C’est officiel, Entrevaux mérite amplement son cachet de cité médiévale. En plus de son vieux village fortifié et de sa citadelle, voilà que des habitants se plaignent de vivre au sein d’un royaume maudit.
Ce village des Alpes-de-Haute-Provence, limitrophe des Alpes-Maritimes, s’enfonce dans une crise politique depuis des années. Dernier épisode en date, un trop grand nombre de démissions de conseillers municipaux. Avec, désormais, six sièges vacants sur quinze, les électeurs sont appelés aux urnes pour des élections municipales partielles samedi 18 juin.
Cette débandade concerne des élus d’opposition et des anciens adjoints du maire, qui sont sur la même ligne. Ils pointent un "gâchis" qui serait causé par "une famille qui a peur de perdre son emprise sur le village". Avec, au centre, un "personnage", "qui rase les murs", "incapable de prendre une décision": le maire, Lucas Guibert.

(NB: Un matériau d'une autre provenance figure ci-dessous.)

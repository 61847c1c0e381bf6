//! # Validation Module
//!
//! Input validation utilities for Polpa POS.
//!
//! ## Validation Strategy
//! ```text
//! ┌─────────────────────────────────────────────────────────────────────────┐
//! │                      Validation Layers                                  │
//! │                                                                         │
//! │  Layer 1: Terminal session                                             │
//! │  ├── Type validation (deserialization)                                 │
//! │  └── THIS MODULE: field-shape checks before any cart mutation          │
//! │           │                                                             │
//! │           ▼                                                             │
//! │  Layer 2: Cart / checkout (polpa-core)                                 │
//! │  ├── Structural limits (line count, merged quantity ceiling)           │
//! │  └── Finalization rules (empty cart, register, change)                 │
//! │           │                                                             │
//! │           ▼                                                             │
//! │  Layer 3: Database (SQLite)                                            │
//! │  ├── NOT NULL constraints                                              │
//! │  ├── UNIQUE constraints                                                │
//! │  └── Foreign key constraints                                           │
//! │                                                                         │
//! │  Defense in depth: Multiple layers catch different errors              │
//! └─────────────────────────────────────────────────────────────────────────┘
//! ```
//!
//! ## Usage
//! ```rust,no_run
//! use polpa_core::validation::{validate_product_code, validate_quantity};
//!
//! // Validate a code before a catalog insert
//! validate_product_code("ACAI-500").unwrap();
//!
//! // Validate a quantity before a cart operation
//! validate_quantity(5).unwrap();
//! ```

use rust_decimal::Decimal;

use crate::error::ValidationError;
use crate::types::NewProduct;
use crate::MAX_LINE_WEIGHT_KG;

/// Result type for validation operations.
pub type ValidationResult<T> = Result<T, ValidationError>;

// =============================================================================
// String Validators
// =============================================================================

/// Validates a product code.
///
/// ## Rules
/// - Must not be empty
/// - Must be between 1 and 50 characters
/// - Should contain only alphanumeric characters, hyphens, underscores
///
/// ## Example
/// ```rust
/// use polpa_core::validation::validate_product_code;
///
/// assert!(validate_product_code("ACAI-500").is_ok());
/// assert!(validate_product_code("").is_err());
/// assert!(validate_product_code("A".repeat(100).as_str()).is_err());
/// ```
pub fn validate_product_code(code: &str) -> ValidationResult<()> {
    let code = code.trim();

    if code.is_empty() {
        return Err(ValidationError::Required {
            field: "code".to_string(),
        });
    }

    if code.len() > 50 {
        return Err(ValidationError::TooLong {
            field: "code".to_string(),
            max: 50,
        });
    }

    // Check for valid characters (alphanumeric, hyphen, underscore)
    if !code
        .chars()
        .all(|c| c.is_alphanumeric() || c == '-' || c == '_')
    {
        return Err(ValidationError::InvalidFormat {
            field: "code".to_string(),
            reason: "must contain only letters, numbers, hyphens, and underscores".to_string(),
        });
    }

    Ok(())
}

/// Validates a product name.
///
/// ## Rules
/// - Must not be empty
/// - Must be between 1 and 200 characters
///
/// ## Example
/// ```rust
/// use polpa_core::validation::validate_product_name;
///
/// assert!(validate_product_name("Açaí 500ml").is_ok());
/// assert!(validate_product_name("").is_err());
/// ```
pub fn validate_product_name(name: &str) -> ValidationResult<()> {
    let name = name.trim();

    if name.is_empty() {
        return Err(ValidationError::Required {
            field: "name".to_string(),
        });
    }

    if name.len() > 200 {
        return Err(ValidationError::TooLong {
            field: "name".to_string(),
            max: 200,
        });
    }

    Ok(())
}

/// Validates a catalog search query.
///
/// ## Rules
/// - Can be empty (returns all/default results)
/// - Maximum 100 characters
///
/// ## Returns
/// The trimmed query string.
pub fn validate_search_query(query: &str) -> ValidationResult<String> {
    let query = query.trim();

    if query.len() > 100 {
        return Err(ValidationError::TooLong {
            field: "query".to_string(),
            max: 100,
        });
    }

    Ok(query.to_string())
}

// =============================================================================
// Numeric Validators
// =============================================================================

/// Validates a quantity value.
///
/// ## Rules
/// - Must be positive (> 0)
///
/// The per-line ceiling is not checked here: merging a new quantity into an
/// existing line can push it over the cap even when both inputs pass, so the
/// cart enforces the ceiling on the merged value.
pub fn validate_quantity(qty: i64) -> ValidationResult<()> {
    if qty <= 0 {
        return Err(ValidationError::MustBePositive {
            field: "quantity".to_string(),
        });
    }

    Ok(())
}

/// Validates a scale reading in kilograms.
///
/// ## Rules
/// - Must be positive (> 0)
/// - Must not exceed MAX_LINE_WEIGHT_KG (50 kg)
///
/// ## Example
/// ```rust
/// use polpa_core::validation::validate_weight_kg;
/// use rust_decimal::Decimal;
///
/// assert!(validate_weight_kg("0.300".parse::<Decimal>().unwrap()).is_ok());
/// assert!(validate_weight_kg(Decimal::ZERO).is_err());
/// ```
pub fn validate_weight_kg(weight_kg: Decimal) -> ValidationResult<()> {
    if weight_kg <= Decimal::ZERO {
        return Err(ValidationError::MustBePositive {
            field: "weight".to_string(),
        });
    }

    if weight_kg > Decimal::from(MAX_LINE_WEIGHT_KG) {
        return Err(ValidationError::OutOfRange {
            field: "weight".to_string(),
            min: 0,
            max: MAX_LINE_WEIGHT_KG,
        });
    }

    Ok(())
}

/// Validates a currency amount that may be zero.
///
/// ## Rules
/// - Must be non-negative (>= 0)
/// - Zero is allowed (free items, zero opening balances)
pub fn validate_non_negative(amount: Decimal, field: &str) -> ValidationResult<()> {
    if amount < Decimal::ZERO {
        return Err(ValidationError::Negative {
            field: field.to_string(),
        });
    }

    Ok(())
}

/// Validates a currency amount that must carry value.
///
/// ## Rules
/// - Must be positive (> 0)
/// - Used for tendered cash and register movements, where zero is meaningless
pub fn validate_positive_amount(amount: Decimal, field: &str) -> ValidationResult<()> {
    if amount <= Decimal::ZERO {
        return Err(ValidationError::MustBePositive {
            field: field.to_string(),
        });
    }

    Ok(())
}

// =============================================================================
// Composite Validators
// =============================================================================

/// Validates a product draft before it reaches the catalog store.
///
/// ## Rules
/// - Code and name pass their field validators
/// - The price field matching `is_weighable` is present and positive
/// - The price field for the other mode is absent
/// - Stock counters are non-negative
pub fn validate_new_product(product: &NewProduct) -> ValidationResult<()> {
    validate_product_code(&product.code)?;
    validate_product_name(&product.name)?;

    if let Some(barcode) = &product.barcode {
        if barcode.len() > 64 {
            return Err(ValidationError::TooLong {
                field: "barcode".to_string(),
                max: 64,
            });
        }
    }

    if product.is_weighable {
        match product.price_per_gram {
            Some(price_per_gram) => validate_positive_amount(price_per_gram, "price_per_gram")?,
            None => {
                return Err(ValidationError::Required {
                    field: "price_per_gram".to_string(),
                })
            }
        }
        if product.unit_price.is_some() {
            return Err(ValidationError::NotAllowed {
                field: "unit_price".to_string(),
                reason: "does not apply to weighable products".to_string(),
            });
        }
    } else {
        match product.unit_price {
            Some(unit_price) => validate_positive_amount(unit_price, "unit_price")?,
            None => {
                return Err(ValidationError::Required {
                    field: "unit_price".to_string(),
                })
            }
        }
        if product.price_per_gram.is_some() {
            return Err(ValidationError::NotAllowed {
                field: "price_per_gram".to_string(),
                reason: "only applies to weighable products".to_string(),
            });
        }
    }

    if product.stock_quantity < 0 {
        return Err(ValidationError::Negative {
            field: "stock_quantity".to_string(),
        });
    }

    if product.min_stock < 0 {
        return Err(ValidationError::Negative {
            field: "min_stock".to_string(),
        });
    }

    Ok(())
}

// =============================================================================
// Unit Tests
// =============================================================================

#[cfg(test)]
mod tests {
    use super::*;
    use crate::types::ProductCategory;
    use rust_decimal_macros::dec;

    fn unit_draft() -> NewProduct {
        NewProduct {
            code: "COMBO1".to_string(),
            name: "Combo Açaí + Suco".to_string(),
            category: ProductCategory::Combo,
            is_weighable: false,
            unit_price: Some(dec!(19.90)),
            price_per_gram: None,
            image_url: None,
            stock_quantity: 10,
            min_stock: 2,
            is_active: true,
            barcode: None,
            description: None,
        }
    }

    #[test]
    fn test_validate_product_code() {
        // Valid codes
        assert!(validate_product_code("ACAI-500").is_ok());
        assert!(validate_product_code("ABC123").is_ok());
        assert!(validate_product_code("produto_1").is_ok());

        // Invalid codes
        assert!(validate_product_code("").is_err());
        assert!(validate_product_code("   ").is_err());
        assert!(validate_product_code("has space").is_err());
        assert!(validate_product_code(&"A".repeat(100)).is_err());
    }

    #[test]
    fn test_validate_product_name() {
        assert!(validate_product_name("Açaí 500ml").is_ok());
        assert!(validate_product_name("").is_err());
        assert!(validate_product_name(&"A".repeat(300)).is_err());
    }

    #[test]
    fn test_validate_search_query() {
        assert_eq!(validate_search_query("  açaí  ").unwrap(), "açaí");
        assert_eq!(validate_search_query("").unwrap(), "");
        assert!(validate_search_query(&"q".repeat(150)).is_err());
    }

    #[test]
    fn test_validate_quantity() {
        assert!(validate_quantity(1).is_ok());
        assert!(validate_quantity(999).is_ok());

        assert!(validate_quantity(0).is_err());
        assert!(validate_quantity(-1).is_err());
    }

    #[test]
    fn test_validate_weight_kg() {
        assert!(validate_weight_kg(dec!(0.300)).is_ok());
        assert!(validate_weight_kg(dec!(50)).is_ok());

        assert!(validate_weight_kg(Decimal::ZERO).is_err());
        assert!(validate_weight_kg(dec!(-0.5)).is_err());
        assert!(validate_weight_kg(dec!(300)).is_err()); // grams typed as kg
    }

    #[test]
    fn test_validate_amounts() {
        assert!(validate_non_negative(Decimal::ZERO, "price").is_ok());
        assert!(validate_non_negative(dec!(10.99), "price").is_ok());
        assert!(validate_non_negative(dec!(-1), "price").is_err());

        assert!(validate_positive_amount(dec!(50), "amount").is_ok());
        assert!(validate_positive_amount(Decimal::ZERO, "amount").is_err());
        assert!(validate_positive_amount(dec!(-50), "amount").is_err());
    }

    #[test]
    fn test_validate_new_product_pricing_modes() {
        assert!(validate_new_product(&unit_draft()).is_ok());

        // Weighable draft must carry a per-gram rate and nothing else
        let mut weighed = unit_draft();
        weighed.is_weighable = true;
        weighed.price_per_gram = Some(dec!(0.04499));
        weighed.unit_price = None;
        assert!(validate_new_product(&weighed).is_ok());

        weighed.price_per_gram = None;
        assert!(matches!(
            validate_new_product(&weighed),
            Err(ValidationError::Required { .. })
        ));

        weighed.price_per_gram = Some(Decimal::ZERO);
        assert!(matches!(
            validate_new_product(&weighed),
            Err(ValidationError::MustBePositive { .. })
        ));

        weighed.price_per_gram = Some(dec!(0.04499));
        weighed.unit_price = Some(dec!(44.99));
        assert!(matches!(
            validate_new_product(&weighed),
            Err(ValidationError::NotAllowed { .. })
        ));

        // Unit draft must not carry a per-gram rate
        let mut unit = unit_draft();
        unit.price_per_gram = Some(dec!(0.01));
        assert!(matches!(
            validate_new_product(&unit),
            Err(ValidationError::NotAllowed { .. })
        ));

        let mut negative_stock = unit_draft();
        negative_stock.stock_quantity = -1;
        assert!(matches!(
            validate_new_product(&negative_stock),
            Err(ValidationError::Negative { .. })
        ));
    }
}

Le maire met tout "dans des tiroirs"
C’est ce que déplore Joël Giverso, ancien élu d’opposition. "Le problème, c’est qu’il ne se passe rien ici, poursuit celui qui vient de démissionner. Il n’y a aucun projet pour Entrevaux. C’est dommage de voir ce village classé en train de péricliter, alors qu’il y a un énorme potentiel… Tout ce qu’on fait, c’est de l’entretien."
Même discours de François Feraud, qui était adjoint aux Grands travaux avant de démissionner en janvier 2022. "Nous avions des projets très poussés qui ne sortaient pas, aucun n’a abouti, parce que le maire mettait ça dans des tiroirs. Cet individu est toujours ‘‘en réflexion’’. En tant qu’élu, on a des engagements à tenir. Au bout de deux ans, je me suis rendu compte qu’on ne pourrait pas répondre à cette confiance."
"Des choses se font…"
Tous deux regardent amèrement les communes voisines de Puget-Théniers, Annot, Saint-André-les-Alpes… "Des locomotives". Contacté à plusieurs reprises, Lucas Guibert n’a jamais répondu à nos sollicitations.
Mais l’adjoint aux Finances, Gérard Donini, le défend… du bout des lèvres. "Peut-être que pour certains, ça ne va pas assez vite. Mais depuis trois ans, on a lancé la réfection d’une partie des rues du village, la sécurisation de la citadelle. Ces deux projets prennent beaucoup d’énergie et de finances. Mais des choses sont faites. Parfois, le maire prend beaucoup de temps à la réflexion. Il pourrait en prendre moins…"
Un premier mandat chaotique
Les démissionnaires accusent le maire de tous les maux. Pourtant, ils ne le découvrent pas. Lucas Guibert est arrivé à la tête d’Entrevaux en 2014. Et ce premier mandat avait été chaotique: budget refusé en 2019, démissions… Si bien que la candidature et la victoire du maire sortant, en 2020, étaient une surprise.
L’équipe a été en grande partie renouvelée. "Le premier mandat a été une catastrophe", allume François Ferraud, qui avait pourtant fait le choix de se présenter à ses côtés en 2020. "On avait constitué une liste de gens avec des compétences", argumente-t-il. Comme si Entrevaux était une monarchie parlementaire: on peut changer le conseil municipal mais pas le roi.
Or, la malédiction se trouve peut-être ailleurs: ils sont nombreux à s’en prendre au maire. Mais personne ne souhaite prendre sa place. D’ailleurs, personne ne voit d’enjeu dans ces élections partielles.